De zenuwen gierden door mijn lijf. Zelfs mijn paard voelde instinctief aan dat het nu menens was. Het brieste de lucht doorheen zijn grote neusgaten en ik voelde de sidderingen over het grote lijf. Het optuigen was heel vlot gegaan Het dier had zich aan mij gehecht en omgekeerd was dit ook het geval.

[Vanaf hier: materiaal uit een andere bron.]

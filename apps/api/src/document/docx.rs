//! Plain-text extraction from WordprocessingML (`.docx`) packages.

use std::io::{Cursor, Read};

use quick_xml::events::Event;
use quick_xml::Reader;

use super::ExtractError;

const DOCUMENT_PART: &str = "word/document.xml";
const FALLBACK: &[u8] = b"mc:Fallback";

/// Returns the text of every paragraph in the main document part, one per line.
pub fn extract_text(bytes: &[u8]) -> Result<String, ExtractError> {
    let mut archive = zip::ZipArchive::new(Cursor::new(bytes))?;
    let mut part = archive
        .by_name(DOCUMENT_PART)
        .map_err(|_| ExtractError::MissingPart(DOCUMENT_PART))?;

    let mut xml = String::new();
    part.read_to_string(&mut xml)?;

    paragraphs_from_xml(&xml).map(|paragraphs| paragraphs.join("\n").trim().to_string())
}

/// Paragraph text in document order.
///
/// Paragraphs nest (a textbox inside a run holds its own `w:p`), so each open
/// paragraph writes into its own slot and an inner one never disturbs the
/// outer text. `mc:Fallback` repeats the content of its `mc:Choice` sibling
/// and is skipped.
fn paragraphs_from_xml(xml: &str) -> Result<Vec<String>, ExtractError> {
    let mut reader = Reader::from_str(xml);
    reader.config_mut().trim_text(false);

    let mut paragraphs: Vec<String> = Vec::new();
    let mut open: Vec<usize> = Vec::new();
    let mut in_text_run = false;
    let mut fallback_depth = 0usize;

    loop {
        let event = reader.read_event()?;
        match &event {
            Event::Start(e) if e.name().as_ref() == FALLBACK => {
                fallback_depth += 1;
                continue;
            }
            Event::End(e) if e.name().as_ref() == FALLBACK => {
                fallback_depth = fallback_depth.saturating_sub(1);
                continue;
            }
            Event::Eof => break,
            _ if fallback_depth > 0 => continue,
            _ => {}
        }

        let current = open.last().copied();
        match event {
            Event::Start(e) => match e.name().as_ref() {
                b"w:t" => in_text_run = true,
                b"w:p" => {
                    open.push(paragraphs.len());
                    paragraphs.push(String::new());
                }
                _ => {}
            },
            Event::End(e) => match e.name().as_ref() {
                b"w:t" => in_text_run = false,
                b"w:p" => {
                    open.pop();
                }
                _ => {}
            },
            Event::Empty(e) => match (e.name().as_ref(), current) {
                (b"w:tab", Some(i)) => paragraphs[i].push('\t'),
                (b"w:br" | b"w:cr", Some(i)) => paragraphs[i].push('\n'),
                (b"w:p", _) => paragraphs.push(String::new()),
                _ => {}
            },
            Event::Text(t) => {
                if let (true, Some(i)) = (in_text_run, current) {
                    paragraphs[i].push_str(&t.unescape()?);
                }
            }
            Event::CData(t) => {
                if let (true, Some(i)) = (in_text_run, current) {
                    paragraphs[i].push_str(&String::from_utf8_lossy(&t.into_inner()));
                }
            }
            _ => {}
        }
    }

    Ok(paragraphs)
}
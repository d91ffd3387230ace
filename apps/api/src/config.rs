use anyhow::{Context, Result};

pub const DEFAULT_DEPLOYMENT: &str = "o4-mini";

/// Settings handed to the completion client at construction time.
#[derive(Debug, Clone)]
pub struct LlmConfig {
    pub api_key: String,
    pub endpoint: String,
    pub api_version: String,
    pub deployment: String,
    /// Token budget for each completion call.
    pub max_tokens: u32,
    /// Total attempts per call; 1 means no retry.
    pub max_attempts: u32,
    pub timeout_secs: u64,
}

/// Application configuration loaded from environment variables once at startup.
#[derive(Debug, Clone)]
pub struct Config {
    pub llm: LlmConfig,
    pub max_upload_bytes: usize,
    pub port: u16,
    pub rust_log: String,
}

impl Config {
    pub fn from_env() -> Result<Self> {
        dotenvy::dotenv().ok(); // load .env if present; ignore if missing

        Self::from_lookup(|key| std::env::var(key).ok())
    }

    /// Builds the configuration from any key lookup (the process environment in
    /// production, a map in tests).
    pub fn from_lookup<F>(lookup: F) -> Result<Self>
    where
        F: Fn(&str) -> Option<String>,
    {
        let require = |key: &str| {
            lookup(key)
                .filter(|v| !v.trim().is_empty())
                .with_context(|| format!("Required environment variable '{key}' is not set"))
        };
        let optional = |key: &str, default: &str| lookup(key).unwrap_or_else(|| default.to_string());

        Ok(Config {
            llm: LlmConfig {
                api_key: require("AZURE_OPENAI_API_KEY")?,
                endpoint: require("AZURE_OPENAI_ENDPOINT")?,
                api_version: require("AZURE_OPENAI_VERSION")?,
                deployment: optional("AZURE_OPENAI_DEPLOYMENT_NAME", DEFAULT_DEPLOYMENT),
                max_tokens: optional("LLM_MAX_TOKENS", "2048")
                    .parse::<u32>()
                    .context("LLM_MAX_TOKENS must be a positive integer")?,
                max_attempts: optional("LLM_MAX_ATTEMPTS", "1")
                    .parse::<u32>()
                    .context("LLM_MAX_ATTEMPTS must be a positive integer")?
                    .max(1),
                timeout_secs: optional("LLM_TIMEOUT_SECS", "120")
                    .parse::<u64>()
                    .context("LLM_TIMEOUT_SECS must be a number of seconds")?,
            },
            max_upload_bytes: optional("MAX_UPLOAD_BYTES", "20971520")
                .parse::<usize>()
                .context("MAX_UPLOAD_BYTES must be a byte count")?,
            port: optional("PORT", "8080")
                .parse::<u16>()
                .context("PORT must be a valid port number")?,
            rust_log: optional("RUST_LOG", "info"),
        })
    }
}
use axum::Json;
use serde_json::{json, Value};

/// GET /health
/// Returns a simple status object with service version.
pub async fn health_handler() -> Json<Value> {
    Json(json!({
        "status": "ok",
        "version": env!("CARGO_PKG_VERSION"),
        "service": "eqe-api"
    }))
}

De kolonel die als een standbeeld doorheen de linies reed gaf kordate en korte bevelen. Onze eenheid moest zich opstellen aan de grote weg richting Halen. Wij moesten ervoor zorgen dat, mocht de vijand afbuigen, hij hier geen doorkomen kon vinden. De kleine kanonnetjes die onze paarden trokken werden in stelling gezet.
De verkenners die tussen ons in liepen kregen de opdracht om een wal van kaphout op te bouwen. De mist was nog niet volledig opgetrokken en hing als een wit deken over de velden. De koude ochtendwind was heel goed voelbaar en ik was blij dat ik mijn "capoot"jas kon dragen, een lange groene uit vilt gemaakte jas met koperen knopen die steeds moesten blinken.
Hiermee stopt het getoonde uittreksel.